Well, just about all of that is dead wrong. The worst school violence in American history took place eighty-two years ago this week right here in Michigan, on May 18, 1927, in the largely rural town of Bath, about ten miles from Lansing.
The events of that day were so shocking and incomprehensible that they seem to have been have been almost blotted out of collective memory, in an act of self-protective mass amnesia. Indeed, many lifelong Michigan residents have never heard of what happened at Bath, or have only the foggiest notion.
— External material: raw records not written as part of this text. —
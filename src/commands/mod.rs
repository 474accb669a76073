pub mod polls;
pub mod predict;
pub mod types;

pub use polls::polls_cmd;
pub use predict::{predict_cmd, run_prediction};
pub use types::{PollsConfig, PredictConfig};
That may change now, thanks to a just-published excellent new book by Arnie Bernstein, called Bath Massacre: America‘s First School Bombing. It is a story of tragedy, heroism and poignant suffering. And it is a spellbinding study of one of the most mysterious mass murderers in American history, Andrew Kehoe.
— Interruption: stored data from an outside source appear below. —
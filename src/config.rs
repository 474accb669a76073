//! Forecast configuration.
//!
//! Everything the heuristic treats as a tunable table lives here: the evaluation date, the
//! pollster deny lists, the house-effect tables and the multi-token state-name prefixes. The
//! value is built once at start-up and then only passed around by reference.

use std::{collections::BTreeMap, path::Path};

use chrono::NaiveDate;
use serde::{Deserialize, Serialize};

use crate::{
	error::Error,
	prelude::{DATE_FORMAT, DEFAULT_EVALUATION_DATE, DEFAULT_REFERENCE_YEAR, LOG_TARGET},
	utils::read_data_from_json_file,
};

/// Largest house-effect shift accepted from a configuration file, in percentage points.
pub const MAX_HOUSE_EFFECT: i32 = 100;

/// Tunable forecast settings.
///
/// A key present in a configuration file replaces its default table as a whole; keys absent from
/// the file keep their defaults. To add a pollster to the deny list, list the default entries too.
#[derive(Debug, Clone, PartialEq, Serialize, Deserialize)]
#[serde(default, rename_all = "camelCase")]
pub struct ForecastConfig {
	/// The day the forecast is made for. Poll ages are measured against it.
	pub evaluation_date: NaiveDate,
	/// Year given to the year-less date headers of the poll listing.
	pub reference_year: i32,
	/// Pollsters whose numbers are not trusted at all.
	pub unreliable_pollsters: Vec<String>,
	/// Pollsters working for a campaign or party.
	pub partisan_pollsters: Vec<String>,
	/// Pollsters that lean towards Obama, with the number of points to shift.
	pub left_leaning_pollsters: BTreeMap<String, i32>,
	/// Pollsters that lean towards Romney, with the number of points to shift.
	pub right_leaning_pollsters: BTreeMap<String, i32>,
	/// First words of state names that span two tokens in the poll listing.
	pub two_word_state_prefixes: Vec<String>,
}

impl Default for ForecastConfig {
	fn default() -> Self {
		Self {
			evaluation_date: parse_date(DEFAULT_EVALUATION_DATE)
				.expect("default evaluation date is a valid date; qed"),
			reference_year: DEFAULT_REFERENCE_YEAR,
			unreliable_pollsters: ["Strategic Vision", "Research 2000", "Zogby"]
				.into_iter()
				.map(Into::into)
				.collect(),
			partisan_pollsters: Vec::new(),
			left_leaning_pollsters: BTreeMap::from([("Rasmussen".to_string(), 2)]),
			right_leaning_pollsters: BTreeMap::new(),
			two_word_state_prefixes: ["New", "North", "Rhode", "South", "West"]
				.into_iter()
				.map(Into::into)
				.collect(),
		}
	}
}

impl ForecastConfig {
	/// Load a configuration from a JSON file. Keys missing from the file keep their defaults.
	pub fn from_file(path: impl AsRef<Path>) -> Result<Self, Error> {
		let path = path.as_ref();
		let config: Self = read_data_from_json_file(path)?;
		config.validate()?;
		log::debug!(target: LOG_TARGET, "Loaded forecast configuration from {}", path.display());
		Ok(config)
	}

	/// Load from `path` if given, otherwise use the defaults.
	pub fn load(path: Option<&str>) -> Result<Self, Error> {
		match path {
			Some(path) => Self::from_file(path),
			None => Ok(Self::default()),
		}
	}

	/// Reject house-effect shifts outside `0..=MAX_HOUSE_EFFECT`.
	pub fn validate(&self) -> Result<(), Error> {
		let tables = [("left", &self.left_leaning_pollsters), ("right", &self.right_leaning_pollsters)];
		for (side, table) in tables {
			if let Some((pollster, bias)) =
				table.iter().find(|(_, bias)| !(0..=MAX_HOUSE_EFFECT).contains(*bias))
			{
				return Err(Error::Other(format!(
					"{side}-leaning bias of {pollster} is {bias}, expected 0..={MAX_HOUSE_EFFECT}"
				)));
			}
		}
		Ok(())
	}

	pub fn with_evaluation_date(mut self, date: NaiveDate) -> Self {
		self.evaluation_date = date;
		self
	}

	/// Whether polls from `pollster` must be dropped altogether.
	pub fn is_denylisted(&self, pollster: &str) -> bool {
		self.unreliable_pollsters.iter().any(|p| p == pollster) ||
			self.partisan_pollsters.iter().any(|p| p == pollster)
	}

	pub fn left_bias(&self, pollster: &str) -> Option<i32> {
		self.left_leaning_pollsters.get(pollster).copied()
	}

	pub fn right_bias(&self, pollster: &str) -> Option<i32> {
		self.right_leaning_pollsters.get(pollster).copied()
	}

	pub fn is_two_word_prefix(&self, token: &str) -> bool {
		self.two_word_state_prefixes.iter().any(|p| p == token)
	}
}

/// Parse a `YYYY-MM-DD` date.
pub fn parse_date(s: &str) -> Result<NaiveDate, Error> {
	NaiveDate::parse_from_str(s, DATE_FORMAT).map_err(|e| Error::InvalidDate(format!("{s}: {e}")))
}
Kehoe was a 55-year-old farmer who worked in his fields in a suit and tie, something just as bizarre then as it would be now. He had a sickly wife, Nellie, and had trouble making a go of it.
He had a bizarre personality, given to flashes of temper. But he was very handy and was an expert electrician, and the school trustees were grateful when he volunteered to do maintenance work on the gleaming new Bath Consolidated School.
What he was in fact doing was meticulously packing the school with dynamite and another explosive called pyrotol. At 8:45 that fatal morning, there was a blast that could be heard for miles.
Meanwhile, Kehoe had calmly blown up and burned down his own farm, carefully tying up his horses to make sure they would burn to death. He murdered his wife. Then he drove to the school, called the superintendent over to his car - and blew both men to eternity, along with one little boy who had managed to escape the wreckage of the school.
Back at the farm, Kehoe left a hand-lettered wooden sign that read: Criminals are made, not born.
He also left behind forty-five corpses, three times as many as at Columbine. To this day, nobody really knows why he did it. The standard theory is that Kehoe was upset over taxes and was about to lose his home. But Bernstein’s book, which deserves to be made into a movie, establishes that this was simply not true.
Instead, Andrew Kehoe seems to have been a quintessential psychopath. Years after his death, a radio villain would ask, “Who knows what evil lurks in the hearts of men?“ Sometimes, not even the Shadow knows.